Jane Durham was a Commissioner of the Royal Commission of Ancient and Historical Monuments of Scotland and an expert on the art and archaeology of the Highlands. She was a warm supporter of the Tarbat Discovery Programme and the work at Portmahomack, as well as being the initiator of the quite separate project at Hilton of Cadboll.

Her links with the Tarbat peninsula are themselves ancient since her family once owned the Cadboll Estate, and she was a tireless promoter of research and interest in the Hilton area. Failing the retrieval of the Hilton of Cadboll stone from the National Museum, never an easy prospect, she advocated the creation of a replica stone, and in the months before her tragic death had briefed me on what would be acceptable and suggested where to put it - at the west end of the chapel where it had stood in the 18th century. Estimates had been obtained and it was just necessary to reconnoitre the proposed site for the replica at St Mary's Chapel, an operation which would include a preliminary assessment of the site as a whole.

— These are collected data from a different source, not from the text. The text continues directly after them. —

//! Transition commit for stores without multi-statement transactions.

use std::collections::{HashSet, VecDeque};
use std::sync::Mutex;

use chrono::{DateTime, Utc};
use tracing::{error, instrument, warn};
use uuid::Uuid;

use stockroom_catalog::{
    Category, Item, ItemPatch, NewCategory, NewItem, NewStorage, Storage, StoragePatch,
};
use stockroom_core::{CategoryId, ExpectedVersion, ItemId, StorageId};
use stockroom_transactions::{
    ExportRecord, StockEffect, Transaction, TransactionKind, TransactionRef,
};

use crate::error::{StoreError, StoreResult};
use crate::query::Pagination;
use crate::store::{
    AppliedEffect, CatalogStore, CategoryDetail, StockLedger, StorageDetail, TransactionLog,
    TransitionCommit, TransitionStore,
};

/// Adapter that commits a transition as: apply stock effect, persist record,
/// and on a persist failure revert the effect.
///
/// Ordering invariant: **the record is only written after the effect succeeded**,
/// so a failed effect never leaves a record claiming stock moved. The remaining gap
/// (persist fails and the revert fails too) is logged at `error` for reconciliation.
pub struct CompensatingStore<S> {
    inner: S,
    reverted: Mutex<RevertMarks>,
}

/// How many reverted effect ids are remembered before the oldest is forgotten.
const REVERT_MARK_CAPACITY: usize = 4096;

/// Effect ids whose revert is running or done, oldest first.
#[derive(Debug, Default)]
struct RevertMarks {
    ids: HashSet<Uuid>,
    order: VecDeque<Uuid>,
}

impl RevertMarks {
    /// Claim `id`; false when it is already claimed.
    fn claim(&mut self, id: Uuid) -> bool {
        if !self.ids.insert(id) {
            return false;
        }
        self.order.push_back(id);
        while self.order.len() > REVERT_MARK_CAPACITY {
            if let Some(oldest) = self.order.pop_front() {
                self.ids.remove(&oldest);
            }
        }
        true
    }

    fn release(&mut self, id: Uuid) {
        if self.ids.remove(&id) {
            self.order.retain(|marked| *marked != id);
        }
    }
}

impl<S> CompensatingStore<S> {
    pub fn new(inner: S) -> Self {
        Self {
            inner,
            reverted: Mutex::new(RevertMarks::default()),
        }
    }

    pub fn inner(&self) -> &S {
        &self.inner
    }

    pub fn into_inner(self) -> S {
        self.inner
    }
}

impl<S: StockLedger> CompensatingStore<S> {
    /// Undo `effect` unless it was already undone. Returns whether it ran now.
    #[instrument(skip(self, effect), fields(effect_id = %effect.id, item_id = %effect.item_id), err)]
    pub async fn revert_once(&self, effect: &AppliedEffect) -> StoreResult<bool> {
        let claimed = self
            .reverted
            .lock()
            .map_err(|_| StoreError::poisoned())?
            .claim(effect.id);
        if !claimed {
            return Ok(false);
        }

        if let Err(err) = self.inner.revert(effect).await {
            // A failed revert may be retried.
            self.reverted
                .lock()
                .map_err(|_| StoreError::poisoned())?
                .release(effect.id);
            return Err(err);
        }
        Ok(true)
    }
}

#[async_trait::async_trait]
impl<S> TransitionStore for CompensatingStore<S>
where
    S: StockLedger + TransactionLog,
{
    async fn commit(&self, commit: TransitionCommit) -> StoreResult<Transaction> {
        let TransitionCommit {
            mut next,
            expected,
            effect,
        } = commit;
        let reference = next.reference();

        // 1) Stock effect (fails cleanly on insufficient stock / missing item)
        let applied = self.inner.apply(&effect).await?;

        if let (StockEffect::Materialize(_), Some(applied)) = (&effect, &applied) {
            next.set_item(Some(applied.item_id));
        }

        // 2) Persist the record; undo the effect if that fails
        match self.inner.update(&next, expected).await {
            Ok(stored) => Ok(stored),
            Err(persist_err) => {
                if let Some(applied) = applied {
                    match self.revert_once(&applied).await {
                        Ok(_) => warn!(
                            transaction = %reference,
                            effect_id = %applied.id,
                            error = %persist_err,
                            "stock effect reverted after failed record update"
                        ),
                        Err(revert_err) => error!(
                            transaction = %reference,
                            effect_id = %applied.id,
                            item_id = %applied.item_id,
                            error = %persist_err,
                            revert_error = %revert_err,
                            "stock effect could not be reverted; manual reconciliation required"
                        ),
                    }
                }
                Err(persist_err)
            }
        }
    }
}

#[async_trait::async_trait]
impl<S: StockLedger> StockLedger for CompensatingStore<S> {
    async fn adjust(&self, item_id: ItemId, delta: i64) -> StoreResult<Item> {
        self.inner.adjust(item_id, delta).await
    }

    async fn materialize(&self, request: &NewItem) -> StoreResult<AppliedEffect> {
        self.inner.materialize(request).await
    }

    async fn revert(&self, effect: &AppliedEffect) -> StoreResult<()> {
        self.revert_once(effect).await.map(|_| ())
    }
}

#[async_trait::async_trait]
impl<S: TransactionLog> TransactionLog for CompensatingStore<S> {
    async fn insert(&self, transaction: Transaction) -> StoreResult<Transaction> {
        self.inner.insert(transaction).await
    }

    async fn get(&self, reference: TransactionRef) -> StoreResult<Option<Transaction>> {
        self.inner.get(reference).await
    }

    async fn get_by_seq(&self, kind: TransactionKind, seq: u64) -> StoreResult<Option<Transaction>> {
        self.inner.get_by_seq(kind, seq).await
    }

    async fn list(&self, kind: TransactionKind, page: Pagination) -> StoreResult<Vec<Transaction>> {
        self.inner.list(kind, page).await
    }

    async fn update(
        &self,
        transaction: &Transaction,
        expected: ExpectedVersion,
    ) -> StoreResult<Transaction> {
        self.inner.update(transaction, expected).await
    }

    async fn delete(&self, reference: TransactionRef) -> StoreResult<bool> {
        self.inner.delete(reference).await
    }

    async fn export(
        &self,
        from: DateTime<Utc>,
        to: DateTime<Utc>,
    ) -> StoreResult<Vec<ExportRecord>> {
        self.inner.export(from, to).await
    }
}

#[async_trait::async_trait]
impl<S: CatalogStore> CatalogStore for CompensatingStore<S> {
    async fn create_storage(&self, request: NewStorage) -> StoreResult<Storage> {
        self.inner.create_storage(request).await
    }

    async fn get_storage(&self, id: StorageId) -> StoreResult<Option<StorageDetail>> {
        self.inner.get_storage(id).await
    }

    async fn list_storages(&self) -> StoreResult<Vec<Storage>> {
        self.inner.list_storages().await
    }

    async fn update_storage(&self, id: StorageId, patch: StoragePatch) -> StoreResult<Storage> {
        self.inner.update_storage(id, patch).await
    }

    async fn delete_storage(&self, id: StorageId) -> StoreResult<()> {
        self.inner.delete_storage(id).await
    }

    async fn create_category(&self, request: NewCategory) -> StoreResult<Category> {
        self.inner.create_category(request).await
    }

    async fn get_category(&self, id: CategoryId) -> StoreResult<Option<Category>> {
        self.inner.get_category(id).await
    }

    async fn list_categories(&self, page: Pagination) -> StoreResult<Vec<Category>> {
        self.inner.list_categories(page).await
    }

    async fn get_category_with_items(
        &self,
        id: CategoryId,
    ) -> StoreResult<Option<CategoryDetail>> {
        self.inner.get_category_with_items(id).await
    }

    async fn rename_category(&self, id: CategoryId, name: String) -> StoreResult<Category> {
        self.inner.rename_category(id, name).await
    }

    async fn delete_category(&self, id: CategoryId) -> StoreResult<()> {
        self.inner.delete_category(id).await
    }

    async fn create_item(&self, request: NewItem) -> StoreResult<Item> {
        self.inner.create_item(request).await
    }

    async fn get_item(&self, id: ItemId) -> StoreResult<Option<Item>> {
        self.inner.get_item(id).await
    }

    async fn get_item_by_name(&self, name: &str) -> StoreResult<Option<Item>> {
        self.inner.get_item_by_name(name).await
    }

    async fn list_items(&self, page: Pagination) -> StoreResult<Vec<Item>> {
        self.inner.list_items(page).await
    }

    async fn update_item(&self, id: ItemId, patch: ItemPatch) -> StoreResult<Item> {
        self.inner.update_item(id, patch).await
    }

    async fn delete_item(&self, id: ItemId) -> StoreResult<()> {
        self.inner.delete_item(id).await
    }
}
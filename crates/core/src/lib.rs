//! `stockroom-core`: domain foundation building blocks.
//!
//! This crate contains **pure domain** primitives (no infrastructure concerns):
//! identifiers, the domain error taxonomy and optimistic version checks.

pub mod entity;
pub mod error;
pub mod id;
pub mod version;

pub use entity::Entity;
pub use error::{DomainError, DomainResult};
pub use id::{CategoryId, ItemId, StorageId, TransactionId};
pub use version::{ExpectedVersion, Versioned};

After her death, the project continued through the good offices of Tain and Easter Ross and in particular through her brother, Councillor Jim Patterson. It was proposed that the obverse of the replica (the original of which carried the memorial to Alexander Duff and his three wives) should feature a potted history of the stone and its wanderings (so far as they are yet known), and a memorial to Jane Durham herself, daughter of Cadboll, and friend and inspiration to those who seek to know its long history.